If they weren't direct friends of Dorcas, they were friends of friends of friends who loved the person before them enough to uphold what became a long line of people who needed to pass on the information to a woman named Petal until the line of people became so long that people carrying it did not know or had not been told how important the name was. That calling this woman by this name was crucial information and not a misunderstanding or incidental information. There were a strange number of very skilled, highly trained, over competent wizards and witches who took on the responsibility to find this woman and yet only one had. It was only by coincidence that the man now sitting at her kitchen table had taken it upon himself not out of love for the people around him but as a point of curiosity. Why could they not find this one person? This one person didn't have magic of her own. Or did she? Did she? Why had no one ever considered the possibility? Had they? Yet it was a coincidence, the most common magic, one not under the direct control of wizards, and as unwieldy and unpredictable in the hands of muggles, that he had found her.
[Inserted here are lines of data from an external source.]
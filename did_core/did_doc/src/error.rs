use thiserror::Error;

use crate::schema::verification_method::{
    VerificationMaterialFormat, VerificationMethodType, VerificationPurpose,
};

/// Coarse classification shared by every error of the peer DID crates.
#[derive(Debug, Clone, Copy, PartialEq, Eq)]
pub enum ErrorKind {
    /// A required field is absent or the overall shape of the input is wrong.
    Structural,
    /// A payload is not valid base58, multibase, base64, JSON or multicodec.
    Encoding,
    /// A well formed value this implementation does not support.
    UnsupportedValue,
}

#[derive(Debug, Error)]
pub enum DidDocumentError {
    #[error("No '{field}' field in {context}")]
    MissingField {
        field: &'static str,
        context: String,
    },
    #[error("Invalid '{field}' field: {reason}")]
    InvalidField { field: &'static str, reason: String },
    #[error("Unknown verification method type: {0}")]
    UnknownVerificationMethodType(String),
    #[error("Unsupported JWK curve: {0}")]
    UnsupportedJwkCurve(String),
    #[error("JWK with curve {crv} can not have key use '{key_use}'")]
    JwkKeyUseMismatch { crv: String, key_use: String },
    #[error(
        "Verification method type {method_type} expects a {expected} public key, got {actual}"
    )]
    MismatchedMaterialFormat {
        method_type: VerificationMethodType,
        expected: VerificationMaterialFormat,
        actual: VerificationMaterialFormat,
    },
    #[error("Expected {expected} verification method, got {actual}")]
    PurposeMismatch {
        expected: VerificationPurpose,
        actual: VerificationPurpose,
    },
    #[error("JSON error: {0}")]
    JsonError(#[from] serde_json::Error),
}

impl DidDocumentError {
    pub fn kind(&self) -> ErrorKind {
        match self {
            DidDocumentError::MissingField { .. } | DidDocumentError::InvalidField { .. } => {
                ErrorKind::Structural
            }
            DidDocumentError::JsonError(_) => ErrorKind::Encoding,
            DidDocumentError::UnknownVerificationMethodType(_)
            | DidDocumentError::UnsupportedJwkCurve(_)
            | DidDocumentError::JwkKeyUseMismatch { .. }
            | DidDocumentError::MismatchedMaterialFormat { .. }
            | DidDocumentError::PurposeMismatch { .. } => ErrorKind::UnsupportedValue,
        }
    }
}
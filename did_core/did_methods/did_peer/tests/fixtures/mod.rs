pub mod multiple_services;
pub mod no_routing_keys;
pub mod numalgo0;
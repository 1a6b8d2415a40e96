use did_doc::schema::service::DIDCOMM_MESSAGING;
use serde::Serialize;
use serde_json::{Map, Value};

use crate::error::DidPeerError;

const DIDCOMM_MESSAGING_ABBREVIATED: &str = "dm";

// (abbreviated, expanded)
const SERVICE_KEYS: [(&str, &str); 4] = [
    ("t", "type"),
    ("s", "serviceEndpoint"),
    ("r", "routingKeys"),
    ("a", "accept"),
];

const ENDPOINT_KEYS: [(&str, &str); 2] = [("r", "routingKeys"), ("a", "accept")];

#[derive(Serialize, Debug)]
struct ServiceAbbreviatedDidPeer2 {
    #[serde(skip_serializing_if = "Option::is_none")]
    id: Option<Value>,
    #[serde(rename = "t", skip_serializing_if = "Option::is_none")]
    service_type: Option<Value>,
    #[serde(rename = "s", skip_serializing_if = "Option::is_none")]
    service_endpoint: Option<EndpointAbbreviatedDidPeer2>,
    #[serde(rename = "r", skip_serializing_if = "Option::is_none")]
    routing_keys: Option<Value>,
    #[serde(rename = "a", skip_serializing_if = "Option::is_none")]
    accept: Option<Value>,
    #[serde(flatten)]
    extra: Map<String, Value>,
}

#[derive(Serialize, Debug)]
#[serde(untagged)]
enum EndpointAbbreviatedDidPeer2 {
    Object(ServiceEndpointAbbreviatedDidPeer2),
    Uri(Value),
}

#[derive(Serialize, Debug)]
struct ServiceEndpointAbbreviatedDidPeer2 {
    #[serde(skip_serializing_if = "Option::is_none")]
    uri: Option<Value>,
    #[serde(rename = "a", skip_serializing_if = "Option::is_none")]
    accept: Option<Value>,
    #[serde(rename = "r", skip_serializing_if = "Option::is_none")]
    routing_keys: Option<Value>,
    #[serde(flatten)]
    extra: Map<String, Value>,
}

/// Restores the full member names of a service decoded from an `S` element. Anything that is
/// not a JSON object is returned untouched.
pub(crate) fn expand_service(service: Value) -> Value {
    let Value::Object(fields) = service else {
        return service;
    };
    let mut fields = rename_keys(fields, &SERVICE_KEYS, false);
    if let Some(service_type) = fields.get_mut("type") {
        *service_type = expand_type(service_type.take());
    }
    if let Some(Value::Object(endpoint)) = fields.get_mut("serviceEndpoint") {
        *endpoint = rename_keys(std::mem::take(endpoint), &ENDPOINT_KEYS, false);
    }
    Value::Object(fields)
}

/// Serializes a service in its condensed form, members ordered `id, t, s, r, a`.
pub(crate) fn abbreviate_service(service: Value) -> Result<Vec<u8>, DidPeerError> {
    let Value::Object(fields) = service else {
        return Ok(serde_json::to_vec(&service)?);
    };
    // a literal `t` or `s` member next to its long form is kept as is
    let literal_type = has_both(&fields, "t", "type");
    let literal_endpoint = has_both(&fields, "s", "serviceEndpoint");
    let mut extra = rename_keys(fields, &SERVICE_KEYS, true);
    let abbreviated = ServiceAbbreviatedDidPeer2 {
        id: extra.remove("id"),
        service_type: extra
            .remove("t")
            .map(|service_type| match literal_type {
                true => service_type,
                false => abbreviate_type(service_type),
            }),
        service_endpoint: extra.remove("s").map(|endpoint| match literal_endpoint {
            true => EndpointAbbreviatedDidPeer2::Uri(endpoint),
            false => abbreviate_endpoint(endpoint),
        }),
        routing_keys: extra.remove("r"),
        accept: extra.remove("a"),
        extra,
    };
    Ok(serde_json::to_vec(&abbreviated)?)
}

fn abbreviate_endpoint(endpoint: Value) -> EndpointAbbreviatedDidPeer2 {
    let Value::Object(fields) = endpoint else {
        return EndpointAbbreviatedDidPeer2::Uri(endpoint);
    };
    let mut extra = rename_keys(fields, &ENDPOINT_KEYS, true);
    EndpointAbbreviatedDidPeer2::Object(ServiceEndpointAbbreviatedDidPeer2 {
        uri: extra.remove("uri"),
        accept: extra.remove("a"),
        routing_keys: extra.remove("r"),
        extra,
    })
}

/// Renames members between their short and long names. A member whose target name is already
/// taken keeps its own name, so no value is overwritten.
fn rename_keys(
    fields: Map<String, Value>,
    renames: &[(&str, &str)],
    abbreviate: bool,
) -> Map<String, Value> {
    let applicable: Vec<(&str, &str)> = renames
        .iter()
        .map(|&(short, long)| if abbreviate { (long, short) } else { (short, long) })
        .filter(|(from, to)| fields.contains_key(*from) && !fields.contains_key(*to))
        .collect();
    fields
        .into_iter()
        .map(|(key, value)| {
            let renamed = applicable
                .iter()
                .find(|(from, _)| key == *from)
                .map(|(_, to)| (*to).to_string());
            (renamed.unwrap_or(key), value)
        })
        .collect()
}

fn has_both(fields: &Map<String, Value>, short: &str, long: &str) -> bool {
    fields.contains_key(short) && fields.contains_key(long)
}

fn expand_type(service_type: Value) -> Value {
    map_type_names(service_type, DIDCOMM_MESSAGING_ABBREVIATED, DIDCOMM_MESSAGING)
}

fn abbreviate_type(service_type: Value) -> Value {
    map_type_names(service_type, DIDCOMM_MESSAGING, DIDCOMM_MESSAGING_ABBREVIATED)
}

fn map_type_names(service_type: Value, from: &str, to: &str) -> Value {
    match service_type {
        Value::String(name) if name == from => Value::String(to.to_string()),
        Value::Array(names) => Value::Array(
            names
                .into_iter()
                .map(|name| map_type_names(name, from, to))
                .collect(),
        ),
        other => other,
    }
}
use did_doc::schema::{service::Service, verification_method::VerificationMaterial};

use crate::{
    error::DidPeerError,
    peer_did::{
        generic::AnyPeerDid,
        numalgos::{kind::NumalgoKind, numalgo0::Numalgo0, numalgo2::Numalgo2},
        PeerDid,
    },
};

/// Builds a peer DID of the requested numalgo. Numalgo 0 takes exactly one authentication
/// material and nothing else.
pub fn generate_peer_did(
    numalgo: char,
    authentication: &[VerificationMaterial],
    key_agreement: &[VerificationMaterial],
    services: &[Service],
) -> Result<AnyPeerDid, DidPeerError> {
    let peer_did: AnyPeerDid = match NumalgoKind::try_from(numalgo)? {
        NumalgoKind::InceptionKeyWithoutDoc(_) => {
            let [inception_key] = authentication else {
                return Err(DidPeerError::InvalidInceptionMaterial(format!(
                    "numalgo 0 requires exactly one authentication key, got {}",
                    authentication.len()
                )));
            };
            if !key_agreement.is_empty() || !services.is_empty() {
                return Err(DidPeerError::InvalidInceptionMaterial(
                    "numalgo 0 can not encode key agreement keys or services".to_string(),
                ));
            }
            PeerDid::<Numalgo0>::from_inception_key(inception_key)?.into()
        }
        NumalgoKind::MultipleInceptionKeys(_) => {
            PeerDid::<Numalgo2>::from_materials(authentication, key_agreement, services)?.into()
        }
    };
    log::debug!("Generated peer did {peer_did}");
    Ok(peer_did)
}
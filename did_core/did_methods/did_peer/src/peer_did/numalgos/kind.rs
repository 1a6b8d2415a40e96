use std::fmt::Display;

use crate::{
    error::DidPeerError,
    peer_did::numalgos::{numalgo0::Numalgo0, numalgo2::Numalgo2, Numalgo},
};

#[derive(Clone, Copy, Debug, PartialEq)]
pub enum NumalgoKind {
    InceptionKeyWithoutDoc(Numalgo0),
    MultipleInceptionKeys(Numalgo2),
}

impl NumalgoKind {
    pub fn to_char(&self) -> char {
        match self {
            NumalgoKind::InceptionKeyWithoutDoc(_) => Numalgo0::NUMALGO_CHAR,
            NumalgoKind::MultipleInceptionKeys(_) => Numalgo2::NUMALGO_CHAR,
        }
    }
}

impl Display for NumalgoKind {
    fn fmt(&self, f: &mut std::fmt::Formatter<'_>) -> std::fmt::Result {
        write!(f, "{}", self.to_char())
    }
}

impl TryFrom<char> for NumalgoKind {
    type Error = DidPeerError;

    fn try_from(value: char) -> Result<Self, Self::Error> {
        match value {
            Numalgo0::NUMALGO_CHAR => Ok(NumalgoKind::InceptionKeyWithoutDoc(Numalgo0)),
            Numalgo2::NUMALGO_CHAR => Ok(NumalgoKind::MultipleInceptionKeys(Numalgo2)),
            // genesis doc, short form and long form variants are not handled
            '1' | '3' | '4' => Err(DidPeerError::UnsupportedNumalgo(value)),
            c => Err(DidPeerError::InvalidNumalgoCharacter(c)),
        }
    }
}
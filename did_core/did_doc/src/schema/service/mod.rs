mod didcomm;

use serde::{Deserialize, Deserializer, Serialize};
use serde_json::Value;

pub use self::didcomm::{DidCommService, ServiceEndpoint, ServiceEndpointObject};

pub const DIDCOMM_MESSAGING: &str = "DIDCommMessaging";

/// A service entry. Entries that are not well formed `DIDCommMessaging` services are kept
/// verbatim instead of being rejected.
#[derive(Serialize, Clone, Debug, PartialEq)]
#[serde(untagged)]
pub enum Service {
    DidCommMessaging(DidCommService),
    Other(Value),
}

impl Service {
    pub fn from_value(value: Value) -> Self {
        match value {
            Value::Object(mut fields)
                if fields.get("type").and_then(Value::as_str) == Some(DIDCOMM_MESSAGING) =>
            {
                let original = fields.clone();
                fields.remove("type");
                match serde_json::from_value::<DidCommService>(Value::Object(fields)) {
                    Ok(service) => Service::DidCommMessaging(service),
                    Err(err) => {
                        log::debug!(
                            "Keeping malformed {DIDCOMM_MESSAGING} service as opaque value: {err}"
                        );
                        Service::Other(Value::Object(original))
                    }
                }
            }
            other => Service::Other(other),
        }
    }

    pub fn id(&self) -> Option<&str> {
        match self {
            Service::DidCommMessaging(service) => service.id(),
            Service::Other(value) => value.get("id").and_then(Value::as_str),
        }
    }

    pub fn service_type(&self) -> Option<&str> {
        match self {
            Service::DidCommMessaging(_) => Some(DIDCOMM_MESSAGING),
            Service::Other(value) => value.get("type").and_then(Value::as_str),
        }
    }
}

impl From<DidCommService> for Service {
    fn from(service: DidCommService) -> Self {
        Service::DidCommMessaging(service)
    }
}

impl<'de> Deserialize<'de> for Service {
    fn deserialize<D>(deserializer: D) -> Result<Self, D::Error>
    where
        D: Deserializer<'de>,
    {
        Value::deserialize(deserializer).map(Self::from_value)
    }
}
Alastor knew that Philippa had the portkey now because Dorcas had told him. He was the second person after Lupin who had been told directly to go find Philippa, in case. Dorcas at this time was avoiding Alastor because he needed her to go into hiding for her safety. That was when it started. No, it actually started sooner than that but she was avoiding him because she didn't want to listen to whatever new argument he had come up with in the space of time that she made herself scarce but this was urgent and important. She told him that she didn't want to discuss anything else but what to do if something were to happen to her. You know what Philippa looks like, she knows you. That she had told Lupin also. Find her and tell her.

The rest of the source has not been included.